These are all cBioPortal databases and their locations:
Website | Database | Location |
---|---|---|
cbioportal.mskcc.org | cgds_gdac | pipelines |
cbioportal.org | cgds_public | AWS |
genie.cbioportal.org | cgds_genie | AWS |
triage.cbioportal.org | cgds_triage | pipelines |
To obtain information such as usernames, passwords, hostnames - ask Avery, Angelica, Rob, Manda, and Ino.
Importers (code found here) and data fetchers (code found here) use code from the cBioPortal codebase. The cbioportal dependency is packaged with the genome-nexus-annotation-pipeline and specified in the pipelines importer pom.
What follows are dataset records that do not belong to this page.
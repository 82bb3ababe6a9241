//! Domain models for Feel-Write

use chrono::{DateTime, NaiveDate, Utc};
use serde::{Deserialize, Serialize};

/// Top-level emotion category
#[derive(Debug, Clone, Copy, PartialEq, Eq, Hash, Serialize, Deserialize)]
#[serde(rename_all = "lowercase")]
pub enum EmotionCategory {
    Happy,
    Sad,
    Angry,
    Anxious,
    Calm,
}

impl EmotionCategory {
    pub fn as_str(&self) -> &'static str {
        match self {
            Self::Happy => "happy",
            Self::Sad => "sad",
            Self::Angry => "angry",
            Self::Anxious => "anxious",
            Self::Calm => "calm",
        }
    }

    /// All categories in taxonomy order
    pub fn all() -> &'static [EmotionCategory] {
        &[
            Self::Happy,
            Self::Sad,
            Self::Angry,
            Self::Anxious,
            Self::Calm,
        ]
    }
}

impl std::str::FromStr for EmotionCategory {
    type Err = String;

    fn from_str(s: &str) -> std::result::Result<Self, Self::Err> {
        match s.trim().to_lowercase().as_str() {
            "happy" => Ok(Self::Happy),
            "sad" => Ok(Self::Sad),
            "angry" => Ok(Self::Angry),
            "anxious" => Ok(Self::Anxious),
            "calm" => Ok(Self::Calm),
            _ => Err(format!("Unknown emotion category: {}", s)),
        }
    }
}

impl std::fmt::Display for EmotionCategory {
    fn fmt(&self, f: &mut std::fmt::Formatter<'_>) -> std::fmt::Result {
        write!(f, "{}", self.as_str())
    }
}

/// An emotion category as stored in the taxonomy tables
#[derive(Debug, Clone, Serialize, Deserialize)]
pub struct CategoryInfo {
    pub id: i64,
    pub category: EmotionCategory,
    pub name: String,
    pub description: Option<String>,
    pub color: Option<String>,
}

/// A sub-emotion belonging to one category
#[derive(Debug, Clone, Serialize, Deserialize)]
#[serde(rename_all = "camelCase")]
pub struct SubEmotion {
    pub id: i64,
    pub name: String,
    pub category: EmotionCategory,
    pub description: Option<String>,
    /// 1-10
    pub intensity: i32,
}

/// A reflection prompt
#[derive(Debug, Clone, Serialize, Deserialize)]
#[serde(rename_all = "camelCase")]
pub struct Prompt {
    pub id: i64,
    pub text: String,
    pub category: Option<EmotionCategory>,
    pub is_active: bool,
}

/// A reflection appended to a journal entry
#[derive(Debug, Clone, PartialEq, Serialize, Deserialize)]
pub struct Reflection {
    pub prompt: String,
    pub response: String,
    pub timestamp: DateTime<Utc>,
}

/// A journal entry
#[derive(Debug, Clone, Serialize, Deserialize)]
#[serde(rename_all = "camelCase")]
pub struct JournalEntry {
    pub id: String,
    pub user_id: String,
    pub category: EmotionCategory,
    pub sub_emotion: String,
    pub text: String,
    pub photo_url: Option<String>,
    pub reflections: Vec<Reflection>,
    pub created_at: DateTime<Utc>,
    pub updated_at: DateTime<Utc>,
}

/// Input for creating a journal entry
#[derive(Debug, Clone, Serialize, Deserialize)]
#[serde(rename_all = "camelCase")]
pub struct NewJournalEntry {
    pub user_id: String,
    pub category: EmotionCategory,
    pub sub_emotion: String,
    pub text: String,
    #[serde(default)]
    pub photo_url: Option<String>,
    /// Explicit creation time (defaults to now)
    #[serde(default)]
    pub created_at: Option<DateTime<Utc>>,
}

/// A journal entry as seen by the weekly aggregator
///
/// `category` is `None` when the stored category id no longer resolves
/// against the taxonomy.
#[derive(Debug, Clone)]
pub struct WindowEntry {
    pub id: String,
    pub category: Option<EmotionCategory>,
    pub text: String,
    pub created_at: DateTime<Utc>,
}

/// A registered user (password hash never leaves the db layer)
#[derive(Debug, Clone, Serialize, Deserialize)]
#[serde(rename_all = "camelCase")]
pub struct User {
    pub id: String,
    pub email: String,
    pub username: String,
    pub created_at: DateTime<Utc>,
    pub updated_at: DateTime<Utc>,
}

/// Input for creating a user
#[derive(Debug, Clone, Deserialize)]
pub struct NewUser {
    pub email: String,
    pub username: String,
    pub password: String,
}

/// Partial user update
#[derive(Debug, Clone, Default, Deserialize)]
pub struct UserUpdate {
    pub email: Option<String>,
    pub username: Option<String>,
    pub password: Option<String>,
}

/// Count and share of one emotion within a window
#[derive(Debug, Clone, PartialEq, Serialize, Deserialize)]
pub struct EmotionalPattern {
    pub emotion: String,
    pub count: u32,
    pub percentage: f64,
}

/// One timeline sample per entry
#[derive(Debug, Clone, PartialEq, Serialize, Deserialize)]
pub struct MoodChange {
    pub date: DateTime<Utc>,
    pub emotion: String,
    pub intensity: f64,
}

/// Weekly emotional summary for one user
#[derive(Debug, Clone, Serialize, Deserialize)]
#[serde(rename_all = "camelCase")]
pub struct WeeklySummary {
    pub emotional_patterns: Vec<EmotionalPattern>,
    pub key_themes: Vec<String>,
    pub mood_changes: Vec<MoodChange>,
    pub personalized_insights: String,
    pub period: String,
    pub start_date: DateTime<Utc>,
    pub end_date: DateTime<Utc>,
    /// Whether the insight text came from the language model
    #[serde(rename = "isAI")]
    pub is_ai: bool,
}

/// Journaling streak information
#[derive(Debug, Clone, PartialEq, Serialize, Deserialize)]
#[serde(rename_all = "camelCase")]
pub struct StreakInfo {
    pub current_streak: u32,
    pub longest_streak: u32,
    pub last_check_in_date: Option<NaiveDate>,
}

/// Name/count pair used in stats breakdowns
#[derive(Debug, Clone, PartialEq, Serialize, Deserialize)]
pub struct NamedCount {
    pub name: String,
    pub count: u32,
}

/// Aggregate statistics for a user
#[derive(Debug, Clone, Serialize, Deserialize)]
#[serde(rename_all = "camelCase")]
pub struct UserStats {
    pub total_entries: u32,
    pub total_reflections: u32,
    /// Per-category counts in taxonomy order (zero-filled)
    pub emotions: Vec<NamedCount>,
    /// Per-sub-emotion counts, most frequent first
    pub sub_emotions: Vec<NamedCount>,
    pub streaks: StreakInfo,
}

/// Audit log entry
#[derive(Debug, Clone, Serialize, Deserialize)]
pub struct AuditEntry {
    pub id: i64,
    pub timestamp: DateTime<Utc>,
    pub user_email: String,
    pub action: String,
    pub entity_type: Option<String>,
    pub entity_id: Option<String>,
    pub details: Option<String>,
}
The following steps are used during releases/updates to build new importers with the most-up-to-date cBioPortal and genome-nexus-annotation-pipeline code. All steps should be performed on the pipelines machine.
-
Set the jitpack hash here in the genome-nexus-annotation-pipeline codebase to the most recent cbioportal/cbioportal commit hash in master.
-
Merge this change into genome-nexus-annotation-pipeline/master.
-
Set the commit hash here in the pipelines codebase to the most most recent genome-nexus/genome-nexus-annotation-pipeline commit hash (after merge specfied in step 2). Also ensure the db version in the pom here matches the db schema version in the cbioportal codebase.
-
Merge this change into pipelines/master.
-
Set the commit hash here in the cmo-pipelines codebase to the most recent genome-nexus/genome-nexus-annotation-pipeline commit hash (after merge specified in step 2)
-
Merge this change into cmo-pipelines/master
-
Run the deployment wrapper script. See details here.
-
Verify new importers/data fetchers have been placed in
/data/portal-cron/lib
by checking timestamps.
ls -tlra /data/portal-cron/lib
The wrapper script is found on pipelines here:
/data/portal-cron/git-repos/pipelines-configuration/build-importer-jars/buildproductionjars.sh
.
Run git pull
to pull in any updates to the build script.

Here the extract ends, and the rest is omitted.